LLVM is supported on Windows. [1]

Talking to Windows APIs requires UTF-16, but UTF-8 can (and should!) be used
in all languages on all platforms internally. It's trivial to add a
UTF-8-to-16 conversion step when calling a Windows API (and the other
direction on receiving such strings from Windows).

[1]
[http://llvm.org/docs/GettingStartedVS.html](http://llvm.org/docs/GettingStartedVS.html)

------
a-nikolaev
I like Ruby, it works well for scripting, and this compiled variant of the
language is very interesting. I liked its variant type (e.g.
(Char|String|Int)) for instance, and in many other respects it looks great.
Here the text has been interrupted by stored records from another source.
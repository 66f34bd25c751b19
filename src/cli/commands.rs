//! Command implementations for the Lexis CLI.

use std::fs;

use crate::benchmark::{self, BenchmarkConfig, BenchmarkReport};
use crate::cli::args::*;
use crate::cli::output::*;
use crate::config::{LexisConfig, MAX_WORD_LEN};
use crate::dictionary::Dictionary;
use crate::error::{LexisError, Result};
use crate::loader::{self, SessionSource};
use crate::record::WordRecord;
use crate::tree::IndexKind;

/// A loaded dictionary and the files it came from.
#[derive(Debug)]
pub struct Session {
    pub config: LexisConfig,
    pub dictionary: Dictionary,
    pub source: SessionSource,
}

impl Session {
    /// Build the dictionary from the files named in `config`.
    pub fn open(config: LexisConfig) -> Result<Self> {
        config.validate()?;
        let mut dictionary = Dictionary::with_config(&config);
        let source = loader::load_session(&config, &mut dictionary)?;
        log::debug!(
            "session ready: {} words, active index {}",
            dictionary.count(IndexKind::Bst),
            dictionary.active()
        );
        Ok(Session {
            config,
            dictionary,
            source,
        })
    }

    /// Index used for reads.
    pub fn active(&self) -> IndexKind {
        self.dictionary.active()
    }

    /// Write the dictionary to the session file.
    pub fn save(&self) -> Result<usize> {
        let path = &self.config.custom_words_file;
        if let Some(parent) = path.parent()
            && !parent.as_os_str().is_empty()
        {
            fs::create_dir_all(parent)?;
        }
        loader::save_words(path, &self.dictionary)
    }
}

/// Execute a CLI command.
pub fn execute_command(args: LexisArgs) -> Result<()> {
    if let Command::Benchmark(benchmark_args) = &args.command {
        let report = run_benchmark(benchmark_args)?;
        return output_result(&report, &args);
    }

    let mut session = Session::open(args.resolve_config()?)?;
    let changed = match &args.command {
        Command::Lookup(lookup_args) => {
            output_result(&lookup(&session, lookup_args)?, &args)?;
            false
        }
        Command::Complete(complete_args) => {
            let result = complete(&mut session, complete_args)?;
            output_result(&result, &args)?;
            result.selected.is_some()
        }
        Command::List(list_args) => {
            output_result(&list(&session, list_args), &args)?;
            false
        }
        Command::Add(add_args) => {
            let result = add(&mut session, add_args)?;
            output_result(&result, &args)?;
            result.changed
        }
        Command::Remove(remove_args) => {
            let result = remove(&mut session, remove_args);
            output_result(&result, &args)?;
            result.changed
        }
        Command::Frequency(frequency_args) => {
            let result = set_frequency(&mut session, frequency_args);
            output_result(&result, &args)?;
            result.changed
        }
        Command::Stats => {
            output_result(&stats(&session), &args)?;
            false
        }
        Command::Check => {
            let result = check(&session);
            output_result(&result, &args)?;
            if let Some(message) = result.message {
                return Err(LexisError::consistency(message));
            }
            false
        }
        Command::Benchmark(_) => false,
    };

    if changed {
        session.save()?;
    }
    Ok(())
}

/// Look up one word in the active index.
pub fn lookup(session: &Session, args: &LookupArgs) -> Result<LookupResult> {
    let index = session.active();
    let record = session
        .dictionary
        .search(index, &args.word)
        .ok_or_else(|| LexisError::not_found(&args.word))?;
    Ok(LookupResult { index, record })
}

/// Rank completions of a prefix, optionally recording a pick of one of them.
pub fn complete(session: &mut Session, args: &CompleteArgs) -> Result<CompletionResult> {
    let index = session.active();
    let suggestions = session
        .dictionary
        .prefix_search(index, &args.prefix, args.limit);

    let selected = match args.select {
        None => None,
        Some(n) if n >= 1 && n <= suggestions.len() => {
            let word = suggestions[n - 1].word.clone();
            session.dictionary.record_selection(&word);
            Some(word)
        }
        Some(n) => {
            return Err(LexisError::invalid_argument(format!(
                "--select {} is out of range, {} suggestions shown",
                n,
                suggestions.len()
            )));
        }
    };

    Ok(CompletionResult {
        index,
        prefix: args.prefix.clone(),
        suggestions,
        selected,
    })
}

/// Every word of the active index in sorted order.
pub fn list(session: &Session, args: &ListArgs) -> ListResult {
    let index = session.active();
    let limit = args.limit.unwrap_or(usize::MAX);
    let mut words = Vec::new();
    session.dictionary.traverse_sorted(index, |record| {
        if words.len() < limit {
            words.push(record.clone());
        }
    });
    ListResult {
        index,
        total: session.dictionary.count(index),
        height: session.dictionary.height(index),
        words,
    }
}

/// Add a word to all three trees.
pub fn add(session: &mut Session, args: &AddArgs) -> Result<MutationResult> {
    let word = args.word.trim();
    if word.is_empty() || word.len() >= MAX_WORD_LEN || word.contains('|') {
        return Err(LexisError::invalid_argument(format!(
            "'{}' is not a storable word (1 to {} bytes, no '|')",
            args.word,
            MAX_WORD_LEN - 1
        )));
    }

    let mut record = WordRecord::new(word)
        .with_meaning(&args.meaning)
        .with_part_of_speech(&args.pos);
    if let Some(frequency) = args.frequency {
        record = record.with_frequency(frequency);
    }
    let word = record.word.clone();
    let changed = session.dictionary.insert_all(record);
    if !changed {
        log::warn!("'{}' is already in the dictionary", word);
    }
    Ok(MutationResult {
        word,
        action: "add".to_string(),
        changed,
        total: session.dictionary.count(IndexKind::Bst),
    })
}

/// Remove a word from all three trees.
pub fn remove(session: &mut Session, args: &RemoveArgs) -> MutationResult {
    let changed = session.dictionary.delete_all(&args.word);
    MutationResult {
        word: args.word.to_ascii_lowercase(),
        action: "remove".to_string(),
        changed,
        total: session.dictionary.count(IndexKind::Bst),
    }
}

/// Set a word's frequency score in all three trees.
pub fn set_frequency(session: &mut Session, args: &FrequencyArgs) -> MutationResult {
    let changed = session.dictionary.update_frequency(&args.word, args.score);
    MutationResult {
        word: args.word.to_ascii_lowercase(),
        action: "frequency".to_string(),
        changed,
        total: session.dictionary.count(IndexKind::Bst),
    }
}

/// Sizes and heights of the three trees.
pub fn stats(session: &Session) -> DictionaryStats {
    let trees = IndexKind::ALL
        .iter()
        .map(|&index| TreeStats {
            index,
            count: session.dictionary.count(index),
            height: session.dictionary.height(index),
        })
        .collect();
    DictionaryStats {
        source: session.source.clone(),
        active: session.active(),
        trees,
    }
}

/// Compare the three trees.
pub fn check(session: &Session) -> CheckResult {
    let message = session
        .dictionary
        .check_consistency()
        .err()
        .map(|error| error.to_string());
    CheckResult {
        consistent: message.is_none(),
        words: session.dictionary.count(IndexKind::Bst),
        message,
    }
}

/// Time the three trees on synthetic data.
pub fn run_benchmark(args: &BenchmarkArgs) -> Result<BenchmarkReport> {
    let config = BenchmarkConfig {
        sizes: args.sizes.clone(),
        searches: args.searches,
        shuffle_seed: args.seed,
        ..Default::default()
    };
    benchmark::run_benchmark(&config)
}

#[cfg(test)]
mod tests {
    use super::*;
    use std::io::Write;
    use tempfile::TempDir;

    fn session_in(dir: &TempDir, words: &str) -> Session {
        let words_file = dir.path().join("words.txt");
        let mut file = fs::File::create(&words_file).unwrap();
        file.write_all(words.as_bytes()).unwrap();

        let config = LexisConfig {
            words_file,
            frequency_file: dir.path().join("word_freq.txt"),
            custom_words_file: dir.path().join("session").join("custom_words.txt"),
            ..Default::default()
        };
        Session::open(config).unwrap()
    }

    #[test]
    fn test_open_falls_back_to_samples() {
        let dir = TempDir::new().unwrap();
        let config = LexisConfig {
            words_file: dir.path().join("missing.txt"),
            custom_words_file: dir.path().join("also_missing.txt"),
            ..Default::default()
        };
        let session = Session::open(config).unwrap();
        assert_eq!(session.source, SessionSource::Samples);
        assert_eq!(session.dictionary.count(IndexKind::Threaded), 15);
    }

    #[test]
    fn test_lookup_hit_and_miss() {
        let dir = TempDir::new().unwrap();
        let session = session_in(&dir, "owl|noun|a night bird\n");
        let result = lookup(&session, &LookupArgs { word: "OWL".into() }).unwrap();
        assert_eq!(result.record.meaning, "a night bird");

        let error = lookup(&session, &LookupArgs { word: "emu".into() }).unwrap_err();
        assert_eq!(error.to_string(), "Error: Not found: emu");
    }

    #[test]
    fn test_complete_with_selection_then_save() {
        let dir = TempDir::new().unwrap();
        let mut session = session_in(&dir, "cat|noun||10|0\ncar|noun||5|2\ndog|noun||99|0\n");

        let args = CompleteArgs {
            prefix: "ca".into(),
            limit: None,
            select: Some(2),
        };
        let result = complete(&mut session, &args).unwrap();
        let words: Vec<&str> = result.suggestions.iter().map(|r| r.word.as_str()).collect();
        assert_eq!(words, vec!["car", "cat"]);
        assert_eq!(result.selected.as_deref(), Some("cat"));
        for kind in IndexKind::ALL {
            assert_eq!(session.dictionary.search(kind, "cat").unwrap().selection_count, 1);
        }

        assert_eq!(session.save().unwrap(), 3);
        let saved = fs::read_to_string(&session.config.custom_words_file).unwrap();
        assert_eq!(saved.lines().next(), Some("cat|noun||10|1"));
    }

    #[test]
    fn test_complete_rejects_bad_selection() {
        let dir = TempDir::new().unwrap();
        let mut session = session_in(&dir, "cat\n");
        let args = CompleteArgs {
            prefix: "c".into(),
            limit: None,
            select: Some(2),
        };
        assert!(matches!(
            complete(&mut session, &args),
            Err(LexisError::InvalidArgument(_))
        ));
    }

    #[test]
    fn test_add_remove_and_frequency() {
        let dir = TempDir::new().unwrap();
        let mut session = session_in(&dir, "ant\n");

        let added = add(
            &mut session,
            &AddArgs {
                word: "Bee".into(),
                meaning: "buzzes".into(),
                pos: "noun".into(),
                frequency: Some(7),
            },
        )
        .unwrap();
        assert!(added.changed);
        assert_eq!(added.word, "bee");
        assert_eq!(added.total, 2);

        let again = add(
            &mut session,
            &AddArgs {
                word: "bee".into(),
                meaning: String::new(),
                pos: String::new(),
                frequency: None,
            },
        )
        .unwrap();
        assert!(!again.changed);

        assert!(add(
            &mut session,
            &AddArgs {
                word: "a|b".into(),
                meaning: String::new(),
                pos: String::new(),
                frequency: None,
            },
        )
        .is_err());

        let updated = set_frequency(
            &mut session,
            &FrequencyArgs {
                word: "BEE".into(),
                score: 40,
            },
        );
        assert!(updated.changed);
        assert_eq!(session.dictionary.search(IndexKind::Avl, "bee").unwrap().frequency_score, 40);

        let removed = remove(&mut session, &RemoveArgs { word: "ant".into() });
        assert!(removed.changed);
        assert_eq!(removed.total, 1);
        assert!(!remove(&mut session, &RemoveArgs { word: "ant".into() }).changed);
        assert!(check(&session).consistent);
    }

    #[test]
    fn test_session_file_is_restored_first() {
        let dir = TempDir::new().unwrap();
        let mut session = session_in(&dir, "ant\nbee\n");
        add(
            &mut session,
            &AddArgs {
                word: "cow".into(),
                meaning: String::new(),
                pos: String::new(),
                frequency: None,
            },
        )
        .unwrap();
        session.save().unwrap();

        let reopened = Session::open(session.config.clone()).unwrap();
        assert_eq!(
            reopened.source,
            SessionSource::Session(session.config.custom_words_file.clone())
        );
        assert_eq!(reopened.dictionary.count(IndexKind::Bst), 3);
        assert_eq!(
            reopened.dictionary.height(IndexKind::Bst),
            session.dictionary.height(IndexKind::Bst)
        );
    }

    #[test]
    fn test_list_and_stats() {
        let dir = TempDir::new().unwrap();
        let session = session_in(&dir, "ant\nbird\ncat\ndog\neel\n");
        let listed = list(&session, &ListArgs { limit: Some(2) });
        assert_eq!(listed.total, 5);
        assert_eq!(listed.height, 5);
        assert_eq!(listed.words.len(), 2);
        assert_eq!(listed.words[0].word, "ant");

        let stats = stats(&session);
        let heights: Vec<usize> = stats.trees.iter().map(|tree| tree.height).collect();
        assert_eq!(heights[0], 5);
        assert_eq!(heights[1], 3);
    }

    #[test]
    fn test_run_benchmark() {
        let args = BenchmarkArgs {
            sizes: vec![64],
            searches: 10,
            seed: 42,
        };
        let report = run_benchmark(&args).unwrap();
        assert_eq!(report.runs[0].size, 64);
        assert_eq!(report.runs[0].trees.len(), 3);
    }
}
What puts me off somewhat is that it seems that Crystal uses the same stupid
scoping rules as Ruby. I would not call them insane, but they are kinda funny
(compared to normal lexical scoping like in ML or Scheme), and the new
language could fix that. [The documentation does not have a section on
scoping, so I'm not 100% sure about this issue]. Another strange element of
the Ruby syntax that does not make a lot of sense to me is proc.call("blah").
Was that "call" bit really necessary in the new language? Probably, not
really.

In any case, my complaints are quite minor, and probably the author considered
all pros and contras when making these particular choices. Overall the work
looks very interesting. I usually prefer OCaml for my programming, however
it's not always a perfect tool and I was trying to find some other language
that will work better. So far, nothing could work better, but Crystal is a
step in the right direction, I think.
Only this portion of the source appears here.